The guy I never should have gone out with. The (first) time I hit the garage door with a car. Watching my pet guinea pig get carried off by a neighborhood dog. These are all memories that make me cringe. What would it be like if I never had to think of them again? What if I could somehow have those memories erased?
Eternal Sunshine of the Spotless Mind is a movie that poses, and somewhat answers, this question. Actually, it’s more about erasing whole relationships, but the question remains – who would we be without our memory? Watching it last night with Brian, I was intrigued – the subject of memory always fascinates me. It’s uncontrollable, yet absolutely critical. Why do I remember things I want to forget and forget things I want to remember? Brian’s dad always said that if you really care to remember something you will – a fitting remark from a man who could memorize The Raven, but had to leave himself notes on how to work the washing machine. I get frustrated by the things taking up real estate in my brain. I don’t want to save space for plot lines from The Brady Bunch or lyrics from inane 80s pop songs. I continue to hope that brain space isn’t a limited commodity, but the older I get the less optimistic I become.
Thankfully, the things I don’t want to remember are far outnumbered by sweet memories.

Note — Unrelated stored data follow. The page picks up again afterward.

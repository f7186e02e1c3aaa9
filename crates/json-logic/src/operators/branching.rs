//! Branching operators.

use crate::error::Error;
use crate::eval_ctx::EvalCtx;
use crate::evaluate::evaluate;
use crate::types::{Arity, OperatorDefinition};
use crate::util;
use crate::value::Value;
use std::sync::Arc;

/// `?:` sees all three operands already evaluated; the condition must be a
/// boolean.
fn ternary_eval(args: &[Value], _ctx: &EvalCtx<'_>) -> Result<Value, Error> {
    match &args[0] {
        Value::Bool(true) => Ok(args[1].clone()),
        Value::Bool(false) => Ok(args[2].clone()),
        other => Err(Error::mismatch("?:", "boolean", other.kind())),
    }
}

/// `[cond, then, cond, then, ..., else]`, evaluating only what is needed.
fn if_eval(rules: &[Value], ctx: &EvalCtx<'_>) -> Result<Value, Error> {
    let mut branches = rules.chunks_exact(2);
    for branch in &mut branches {
        if util::truthy(&evaluate(&branch[0], ctx)?) {
            return evaluate(&branch[1], ctx);
        }
    }
    match branches.remainder() {
        [otherwise] => evaluate(otherwise, ctx),
        _ => Ok(Value::Null),
    }
}

pub fn operators() -> Vec<Arc<OperatorDefinition>> {
    vec![
        Arc::new(OperatorDefinition {
            name: "?:",
            arity: Arity::Fixed(3),
            eval_fn: ternary_eval,
            lazy: false,
            check: None,
        }),
        Arc::new(OperatorDefinition {
            name: "if",
            arity: Arity::Any,
            eval_fn: if_eval,
            lazy: true,
            check: None,
        }),
    ]
}
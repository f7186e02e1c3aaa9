//! Variable resolution.
//!
//! Paths are dot separated. A plain path is looked up in the current element
//! first and then at the data root. A leading `.` keeps the path inside the
//! current element. The empty path is the current element itself, and a
//! numeric path indexes into it when it is an array. A lookup that finds
//! nothing (or `null`) stays unresolved: enclosing elements are never
//! consulted.

use crate::error::Error;
use crate::eval_ctx::EvalCtx;
use crate::value::Value;

/// Resolves a `var` path. Returns `None` when nothing is found.
pub fn lookup<'v>(path: &Value, ctx: &EvalCtx<'v>) -> Result<Option<&'v Value>, Error> {
    let found = match path {
        Value::Null => Some(ctx.scope),
        Value::String(s) => lookup_str(s, ctx),
        Value::Number(n) => index(ctx.scope, *n),
        other => {
            return Err(Error::mismatch(
                "var",
                "string or number path",
                other.kind(),
            ))
        }
    };
    Ok(found.filter(|v| !v.is_null()))
}

fn lookup_str<'v>(path: &str, ctx: &EvalCtx<'v>) -> Option<&'v Value> {
    if path.is_empty() {
        return Some(ctx.scope);
    }
    match path.strip_prefix('.') {
        Some("") => Some(ctx.scope),
        Some(relative) => walk(ctx.scope, relative),
        None => walk(ctx.scope, path)
            .filter(|v| !v.is_null())
            .or_else(|| walk(ctx.data, path)),
    }
}

/// Follows a dotted path through nested objects.
pub fn walk<'v>(root: &'v Value, path: &str) -> Option<&'v Value> {
    path.split('.')
        .try_fold(root, |current, segment| current.as_object()?.get(segment))
}

fn index(scope: &Value, n: f64) -> Option<&Value> {
    if n < 0.0 || n.fract() != 0.0 {
        return None;
    }
    scope.as_array()?.get(n as usize)
}

/// Resolves a `var` operand list: `[path]` or `[path, default]`.
pub fn resolve(args: &[Value], ctx: &EvalCtx<'_>) -> Result<Value, Error> {
    let path = args.first().unwrap_or(&crate::value::NULL);
    Ok(match lookup(path, ctx)? {
        Some(value) => value.clone(),
        None => args.get(1).cloned().unwrap_or_default(),
    })
}

/// The paths among `keys` that resolve to nothing or to an empty string.
pub fn missing(keys: &[Value], ctx: &EvalCtx<'_>) -> Result<Vec<Value>, Error> {
    let mut absent = Vec::new();
    for key in keys {
        match lookup(key, ctx)? {
            Some(Value::String(s)) if s.is_empty() => absent.push(key.clone()),
            Some(_) => {}
            None => absent.push(key.clone()),
        }
    }
    Ok(absent)
}
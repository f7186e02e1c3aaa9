//! Comparison operators.
//!
//! Every comparison with a single operand degrades to that operand's
//! truthiness. `<` and `<=` also take three operands as a chained
//! "between" test.

use crate::error::Error;
use crate::eval_ctx::EvalCtx;
use crate::types::{Arity, OperatorDefinition};
use crate::util;
use crate::value::Value;
use std::sync::Arc;

fn unary(args: &[Value]) -> Value {
    Value::Bool(args.first().is_some_and(util::truthy))
}

fn eq_eval(args: &[Value], _ctx: &EvalCtx<'_>) -> Result<Value, Error> {
    match args {
        [a, b] => Ok(Value::Bool(util::equals("==", a, b)?)),
        _ => Ok(unary(args)),
    }
}

fn ne_eval(args: &[Value], _ctx: &EvalCtx<'_>) -> Result<Value, Error> {
    match args {
        [a, b] => Ok(Value::Bool(!util::equals("!=", a, b)?)),
        _ => Ok(unary(args)),
    }
}

fn strict_eq_eval(args: &[Value], _ctx: &EvalCtx<'_>) -> Result<Value, Error> {
    match args {
        [a, b] => Ok(Value::Bool(util::hard_equals("===", a, b)?)),
        _ => Ok(unary(args)),
    }
}

fn strict_ne_eval(args: &[Value], _ctx: &EvalCtx<'_>) -> Result<Value, Error> {
    match args {
        [a, b] => Ok(Value::Bool(!util::hard_equals("!==", a, b)?)),
        _ => Ok(unary(args)),
    }
}

fn lt_eval(args: &[Value], _ctx: &EvalCtx<'_>) -> Result<Value, Error> {
    let result = match args {
        [a, b] => util::less("<", a, b)?,
        [a, b, c] => util::less("<", a, b)? && util::less("<", b, c)?,
        _ => return Ok(unary(args)),
    };
    Ok(Value::Bool(result))
}

fn le_eval(args: &[Value], _ctx: &EvalCtx<'_>) -> Result<Value, Error> {
    let result = match args {
        [a, b] => util::less_or_equal("<=", a, b)?,
        [a, b, c] => util::less_or_equal("<=", a, b)? && util::less_or_equal("<=", b, c)?,
        _ => return Ok(unary(args)),
    };
    Ok(Value::Bool(result))
}

fn gt_eval(args: &[Value], _ctx: &EvalCtx<'_>) -> Result<Value, Error> {
    match args {
        [a, b] => Ok(Value::Bool(util::less(">", b, a)?)),
        _ => Ok(unary(args)),
    }
}

fn ge_eval(args: &[Value], _ctx: &EvalCtx<'_>) -> Result<Value, Error> {
    match args {
        [a, b] => Ok(Value::Bool(util::less(">=", b, a)? || util::equals(">=", a, b)?)),
        _ => Ok(unary(args)),
    }
}

pub fn operators() -> Vec<Arc<OperatorDefinition>> {
    vec![
        Arc::new(OperatorDefinition {
            name: "==",
            arity: Arity::Range(1, Some(2)),
            eval_fn: eq_eval,
            lazy: false,
            check: None,
        }),
        Arc::new(OperatorDefinition {
            name: "!=",
            arity: Arity::Range(1, Some(2)),
            eval_fn: ne_eval,
            lazy: false,
            check: None,
        }),
        Arc::new(OperatorDefinition {
            name: "===",
            arity: Arity::Range(1, Some(2)),
            eval_fn: strict_eq_eval,
            lazy: false,
            check: None,
        }),
        Arc::new(OperatorDefinition {
            name: "!==",
            arity: Arity::Range(1, Some(2)),
            eval_fn: strict_ne_eval,
            lazy: false,
            check: None,
        }),
        Arc::new(OperatorDefinition {
            name: "<",
            arity: Arity::Range(1, Some(3)),
            eval_fn: lt_eval,
            lazy: false,
            check: None,
        }),
        Arc::new(OperatorDefinition {
            name: "<=",
            arity: Arity::Range(1, Some(3)),
            eval_fn: le_eval,
            lazy: false,
            check: None,
        }),
        Arc::new(OperatorDefinition {
            name: ">",
            arity: Arity::Range(1, Some(2)),
            eval_fn: gt_eval,
            lazy: false,
            check: None,
        }),
        Arc::new(OperatorDefinition {
            name: ">=",
            arity: Arity::Range(1, Some(2)),
            eval_fn: ge_eval,
            lazy: false,
            check: None,
        }),
    ]
}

Watching Ben play in the waves for the first time, laughing with Brian til my stomach ached on our San Antonio trip, the taste of my grandma’s raspberry pie, the smell of Ben’s fuzzy head as a newborn. If the price I pay for these incredible memories is an occasional remembered hurt, slight or embarrassment, that’s more than a fair trade.
Memory is a gift. That fact hit home with me the other day when I received the Christmas letter my Aunt wrote for my 94-year-old grandmother, who lost much of her memory after a stroke two years ago. She acknowledges it as her most distressing loss. "Memories of adolescence and early marriage are there, but after these periods are big voids."
But my wise aunt didn’t leave it there. She reminded us how wonderful it is to be able to live the moments that create these memories. "If Eva could do one thing again, it would be to fry her own bacon and egg in a black iron skillet. Maybe this can be a lesson to us, to appreciate the small joys in our lives."